The task: Retype the listing that follows, exactly as written.

Recorded information:
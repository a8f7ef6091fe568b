use indexmap::IndexMap;
use serde::Serialize;

use crate::data::model::{PeriodAggregate, SiteAggregate, TOTAL_KEY};

/// Field name of the single-value series.
pub const TOTAL_FIELD: &str = "total";

// ---------------------------------------------------------------------------
// SeriesPoint – one period of a multi-field series
// ---------------------------------------------------------------------------

/// One period with named numeric fields, serialized flat:
/// `{"period": "JANVIER", "total": 15.0}`.
#[derive(Debug, Clone, PartialEq, Serialize)]
pub struct SeriesPoint {
    pub period: String,
    #[serde(flatten)]
    pub values: IndexMap<String, f64>,
}

impl SeriesPoint {
    pub fn new(period: impl Into<String>) -> Self {
        SeriesPoint {
            period: period.into(),
            values: IndexMap::new(),
        }
    }

    pub fn with(mut self, field: impl Into<String>, value: f64) -> Self {
        self.values.insert(field.into(), value);
        self
    }

    /// Field value, zero when absent.
    pub fn get(&self, field: &str) -> f64 {
        self.values.get(field).copied().unwrap_or(0.0)
    }
}

fn selected_sites<'a>(agg: &'a PeriodAggregate, site: Option<&str>) -> Vec<&'a SiteAggregate> {
    match site {
        Some(name) => agg.site(name).into_iter().collect(),
        None => agg.sites.values().collect(),
    }
}

// ---------------------------------------------------------------------------
// Builders
// ---------------------------------------------------------------------------

/// Sum of every site's `TOTAL` for each label of `months_order`.
pub fn build_global_monthly_series(agg: &PeriodAggregate) -> Vec<SeriesPoint> {
    agg.months_order
        .iter()
        .map(|period| {
            let total = agg.sites.values().map(|s| s.period_value(period, TOTAL_KEY)).sum();
            SeriesPoint::new(period.clone()).with(TOTAL_FIELD, total)
        })
        .collect()
}

/// `TOTAL` per period for one site. An unknown site yields zeros.
pub fn build_site_monthly_series(agg: &PeriodAggregate, site: &str) -> Vec<SeriesPoint> {
    let found = agg.site(site);
    agg.months_order
        .iter()
        .map(|period| {
            let total = found.map_or(0.0, |s| s.period_value(period, TOTAL_KEY));
            SeriesPoint::new(period.clone()).with(TOTAL_FIELD, total)
        })
        .collect()
}

/// Per-period sums of each named column, over all sites or just `site`.
pub fn build_column_series<S: AsRef<str>>(
    agg: &PeriodAggregate,
    columns: &[S],
    site: Option<&str>,
) -> Vec<SeriesPoint> {
    let sites = selected_sites(agg, site);
    agg.months_order
        .iter()
        .map(|period| {
            columns.iter().fold(SeriesPoint::new(period.clone()), |point, column| {
                let column = column.as_ref();
                let value = sites.iter().map(|s| s.period_value(period, column)).sum();
                point.with(column, value)
            })
        })
        .collect()
}

/// Trailing moving average of `fields`.
///
/// The window for index `i` covers `series[i + 1 - window ..= i]`, shrinking
/// near the start instead of zero-padding. A window of 0 behaves as 1, which
/// is the identity. Fields not listed are copied through.
pub fn smooth_series<S: AsRef<str>>(
    series: &[SeriesPoint],
    fields: &[S],
    window: usize,
) -> Vec<SeriesPoint> {
    let window = window.max(1);
    series
        .iter()
        .enumerate()
        .map(|(i, point)| {
            let slice = &series[(i + 1).saturating_sub(window)..=i];
            let mut smoothed = point.clone();
            for field in fields {
                let field = field.as_ref();
                let sum: f64 = slice.iter().map(|p| p.get(field)).sum();
                smoothed.values.insert(field.to_string(), sum / slice.len() as f64);
            }
            smoothed
        })
        .collect()
}

/// Periods whose `total` is positive.
pub fn months_with_data(series: &[SeriesPoint]) -> Vec<String> {
    series
        .iter()
        .filter(|p| p.get(TOTAL_FIELD) > 0.0)
        .map(|p| p.period.clone())
        .collect()
}

#[cfg(test)]
mod tests {
    use std::collections::BTreeMap;

    use super::*;
    use crate::data::model::{CategoryTotals, ColumnLayout};
    use approx::assert_relative_eq;

    fn sample() -> PeriodAggregate {
        let layout = ColumnLayout::new(["MEUBLES", "ELECTRO"], ["DECHETS ULTIMES"]);
        let mut a = BTreeMap::new();
        a.insert("JANVIER".to_string(), CategoryTotals::from_columns(&layout, [("MEUBLES", 3.0)]));
        a.insert(
            "FEVRIER".to_string(),
            CategoryTotals::from_columns(&layout, [("MEUBLES", 1.0), ("ELECTRO", 2.0)]),
        );
        let mut b = BTreeMap::new();
        b.insert(
            "JANVIER".to_string(),
            CategoryTotals::from_columns(&layout, [("ELECTRO", 4.0), ("DECHETS ULTIMES", 9.0)]),
        );
        PeriodAggregate::new(layout.clone())
            .with_site("Sanssac", SiteAggregate::from_monthly(&layout, a))
            .with_site("Polignac", SiteAggregate::from_monthly(&layout, b))
            .with_months_order(["JANVIER", "FEVRIER", "MARS"])
    }

    fn totals(series: &[SeriesPoint], field: &str) -> Vec<f64> {
        series.iter().map(|p| p.get(field)).collect()
    }

    #[test]
    fn global_series_follows_months_order() {
        let series = build_global_monthly_series(&sample());
        let periods: Vec<&str> = series.iter().map(|p| p.period.as_str()).collect();
        assert_eq!(periods, ["JANVIER", "FEVRIER", "MARS"]);
        assert_eq!(totals(&series, TOTAL_FIELD), [7.0, 3.0, 0.0]);
    }

    #[test]
    fn site_series_and_unknown_site() {
        let agg = sample();
        let polignac = build_site_monthly_series(&agg, "Polignac");
        assert_eq!(totals(&polignac, TOTAL_FIELD), [4.0, 0.0, 0.0]);
        let nowhere = build_site_monthly_series(&agg, "Nowhere");
        assert_eq!(totals(&nowhere, TOTAL_FIELD), [0.0, 0.0, 0.0]);
    }

    #[test]
    fn column_series_per_flux() {
        let agg = sample();
        let series = build_column_series(&agg, &["MEUBLES", "DECHETS ULTIMES"], None);
        assert_eq!(totals(&series, "MEUBLES"), [3.0, 1.0, 0.0]);
        assert_eq!(totals(&series, "DECHETS ULTIMES"), [9.0, 0.0, 0.0]);

        let one = build_column_series(&agg, &["ELECTRO"], Some("Sanssac"));
        assert_eq!(totals(&one, "ELECTRO"), [0.0, 2.0, 0.0]);
    }

    #[test]
    fn smoothing_uses_shrinking_trailing_window() {
        let series: Vec<SeriesPoint> = [2.0, 4.0, 6.0, 8.0]
            .iter()
            .enumerate()
            .map(|(i, v)| {
                SeriesPoint::new(format!("P{i}"))
                    .with(TOTAL_FIELD, *v)
                    .with("other", 1.0)
            })
            .collect();
        let smoothed = smooth_series(&series, &[TOTAL_FIELD], 3);
        let values = totals(&smoothed, TOTAL_FIELD);
        assert_relative_eq!(values[0], 2.0);
        assert_relative_eq!(values[1], 3.0);
        assert_relative_eq!(values[2], 4.0);
        assert_relative_eq!(values[3], 6.0);
        assert_eq!(totals(&smoothed, "other"), [1.0; 4]);
    }

    #[test]
    fn window_one_and_zero_are_identity() {
        let series = build_global_monthly_series(&sample());
        assert_eq!(smooth_series(&series, &[TOTAL_FIELD], 1), series);
        assert_eq!(smooth_series(&series, &[TOTAL_FIELD], 0), series);
        assert!(smooth_series::<&str>(&[], &[TOTAL_FIELD], 7).is_empty());
    }

    #[test]
    fn months_with_data_skips_empty_periods() {
        let series = build_global_monthly_series(&sample());
        assert_eq!(months_with_data(&series), ["JANVIER", "FEVRIER"]);
    }
}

Answer box:
repository a8f7ef6091fe568b
use indexmap::IndexMap;
use serde::Serialize;

use crate::data::model::{PeriodAggregate, SiteAggregate, TOTAL_KEY};

/// Field name of the single-value series.
pub const TOTAL_FIELD: &str = "total";

// ---------------------------------------------------------------------------
// SeriesPoint – one period of a multi-field series
// ---------------------------------------------------------------------------

/// One period with named numeric fields, serialized flat:
/// `{"period": "JANVIER", "total": 15.0}`.
#[derive(Debug, Clone, PartialEq, Serialize)]
pub struct SeriesPoint {
    pub period: String,
    #[serde(flatten)]
    pub values: IndexMap<String, f64>,
}

impl SeriesPoint {
    pub fn new(period: impl Into<String>) -> Self {
        SeriesPoint {
            period: period.into(),
            values: IndexMap::new(),
        }
    }

    pub fn with(mut self, field: impl Into<String>, value: f64) -> Self {
        self.values.insert(field.into(), value);
        self
    }

    /// Field value, zero when absent.
    pub fn get(&self, field: &str) -> f64 {
        self.values.get(field).copied().unwrap_or(0.0)
    }
}

fn selected_sites<'a>(agg: &'a PeriodAggregate, site: Option<&str>) -> Vec<&'a SiteAggregate> {
    match site {
        Some(name) => agg.site(name).into_iter().collect(),
        None => agg.sites.values().collect(),
    }
}

// ---------------------------------------------------------------------------
// Builders
// ---------------------------------------------------------------------------

/// Sum of every site's `TOTAL` for each label of `months_order`.
pub fn build_global_monthly_series(agg: &PeriodAggregate) -> Vec<SeriesPoint> {
    agg.months_order
        .iter()
        .map(|period| {
            let total = agg.sites.values().map(|s| s.period_value(period, TOTAL_KEY)).sum();
            SeriesPoint::new(period.clone()).with(TOTAL_FIELD, total)
        })
        .collect()
}

/// `TOTAL` per period for one site. An unknown site yields zeros.
pub fn build_site_monthly_series(agg: &PeriodAggregate, site: &str) -> Vec<SeriesPoint> {
    let found = agg.site(site);
    agg.months_order
        .iter()
        .map(|period| {
            let total = found.map_or(0.0, |s| s.period_value(period, TOTAL_KEY));
            SeriesPoint::new(period.clone()).with(TOTAL_FIELD, total)
        })
        .collect()
}

/// Per-period sums of each named column, over all sites or just `site`.
pub fn build_column_series<S: AsRef<str>>(
    agg: &PeriodAggregate,
    columns: &[S],
    site: Option<&str>,
) -> Vec<SeriesPoint> {
    let sites = selected_sites(agg, site);
    agg.months_order
        .iter()
        .map(|period| {
            columns.iter().fold(SeriesPoint::new(period.clone()), |point, column| {
                let column = column.as_ref();
                let value = sites.iter().map(|s| s.period_value(period, column)).sum();
                point.with(column, value)
            })
        })
        .collect()
}

/// Trailing moving average of `fields`.
///
/// The window for index `i` covers `series[i + 1 - window ..= i]`, shrinking
/// near the start instead of zero-padding. A window of 0 behaves as 1, which
/// is the identity. Fields not listed are copied through.
pub fn smooth_series<S: AsRef<str>>(
    series: &[SeriesPoint],
    fields: &[S],
    window: usize,
) -> Vec<SeriesPoint> {
    let window = window.max(1);
    series
        .iter()
        .enumerate()
        .map(|(i, point)| {
            let slice = &series[(i + 1).saturating_sub(window)..=i];
            let mut smoothed = point.clone();
            for field in fields {
                let field = field.as_ref();
                let sum: f64 = slice.iter().map(|p| p.get(field)).sum();
                smoothed.values.insert(field.to_string(), sum / slice.len() as f64);
            }
            smoothed
        })
        .collect()
}

/// Periods whose `total` is positive.
pub fn months_with_data(series: &[SeriesPoint]) -> Vec<String> {
    series
        .iter()
        .filter(|p| p.get(TOTAL_FIELD) > 0.0)
        .map(|p| p.period.clone())
        .collect()
}

#[cfg(test)]
mod tests {
    use std::collections::BTreeMap;

    use super::*;
    use crate::data::model::{CategoryTotals, ColumnLayout};
    use approx::assert_relative_eq;

    fn sample() -> PeriodAggregate {
        let layout = ColumnLayout::new(["MEUBLES", "ELECTRO"], ["DECHETS ULTIMES"]);
        let mut a = BTreeMap::new();
        a.insert("JANVIER".to_string(), CategoryTotals::from_columns(&layout, [("MEUBLES", 3.0)]));
        a.insert(
            "FEVRIER".to_string(),
            CategoryTotals::from_columns(&layout, [("MEUBLES", 1.0), ("ELECTRO", 2.0)]),
        );
        let mut b = BTreeMap::new();
        b.insert(
            "JANVIER".to_string(),
            CategoryTotals::from_columns(&layout, [("ELECTRO", 4.0), ("DECHETS ULTIMES", 9.0)]),
        );
        PeriodAggregate::new(layout.clone())
            .with_site("Sanssac", SiteAggregate::from_monthly(&layout, a))
            .with_site("Polignac", SiteAggregate::from_monthly(&layout, b))
            .with_months_order(["JANVIER", "FEVRIER", "MARS"])
    }

    fn totals(series: &[SeriesPoint], field: &str) -> Vec<f64> {
        series.iter().map(|p| p.get(field)).collect()
    }

    #[test]
    fn global_series_follows_months_order() {
        let series = build_global_monthly_series(&sample());
        let periods: Vec<&str> = series.iter().map(|p| p.period.as_str()).collect();
        assert_eq!(periods, ["JANVIER", "FEVRIER", "MARS"]);
        assert_eq!(totals(&series, TOTAL_FIELD), [7.0, 3.0, 0.0]);
    }

    #[test]
    fn site_series_and_unknown_site() {
        let agg = sample();
        let polignac = build_site_monthly_series(&agg, "Polignac");
        assert_eq!(totals(&polignac, TOTAL_FIELD), [4.0, 0.0, 0.0]);
        let nowhere = build_site_monthly_series(&agg, "Nowhere");
        assert_eq!(totals(&nowhere, TOTAL_FIELD), [0.0, 0.0, 0.0]);
    }

    #[test]
    fn column_series_per_flux() {
        let agg = sample();
        let series = build_column_series(&agg, &["MEUBLES", "DECHETS ULTIMES"], None);
        assert_eq!(totals(&series, "MEUBLES"), [3.0, 1.0, 0.0]);
        assert_eq!(totals(&series, "DECHETS ULTIMES"), [9.0, 0.0, 0.0]);

        let one = build_column_series(&agg, &["ELECTRO"], Some("Sanssac"));
        assert_eq!(totals(&one, "ELECTRO"), [0.0, 2.0, 0.0]);
    }

    #[test]
    fn smoothing_uses_shrinking_trailing_window() {
        let series: Vec<SeriesPoint> = [2.0, 4.0, 6.0, 8.0]
            .iter()
            .enumerate()
            .map(|(i, v)| {
                SeriesPoint::new(format!("P{i}"))
                    .with(TOTAL_FIELD, *v)
                    .with("other", 1.0)
            })
            .collect();
        let smoothed = smooth_series(&series, &[TOTAL_FIELD], 3);
        let values = totals(&smoothed, TOTAL_FIELD);
        assert_relative_eq!(values[0], 2.0);
        assert_relative_eq!(values[1], 3.0);
        assert_relative_eq!(values[2], 4.0);
        assert_relative_eq!(values[3], 6.0);
        assert_eq!(totals(&smoothed, "other"), [1.0; 4]);
    }

    #[test]
    fn window_one_and_zero_are_identity() {
        let series = build_global_monthly_series(&sample());
        assert_eq!(smooth_series(&series, &[TOTAL_FIELD], 1), series);
        assert_eq!(smooth_series(&series, &[TOTAL_FIELD], 0), series);
        assert!(smooth_series::<&str>(&[], &[TOTAL_FIELD], 7).is_empty());
    }

    #[test]
    fn months_with_data_skips_empty_periods() {
        let series = build_global_monthly_series(&sample());
        assert_eq!(months_with_data(&series), ["JANVIER", "FEVRIER"]);
    }
}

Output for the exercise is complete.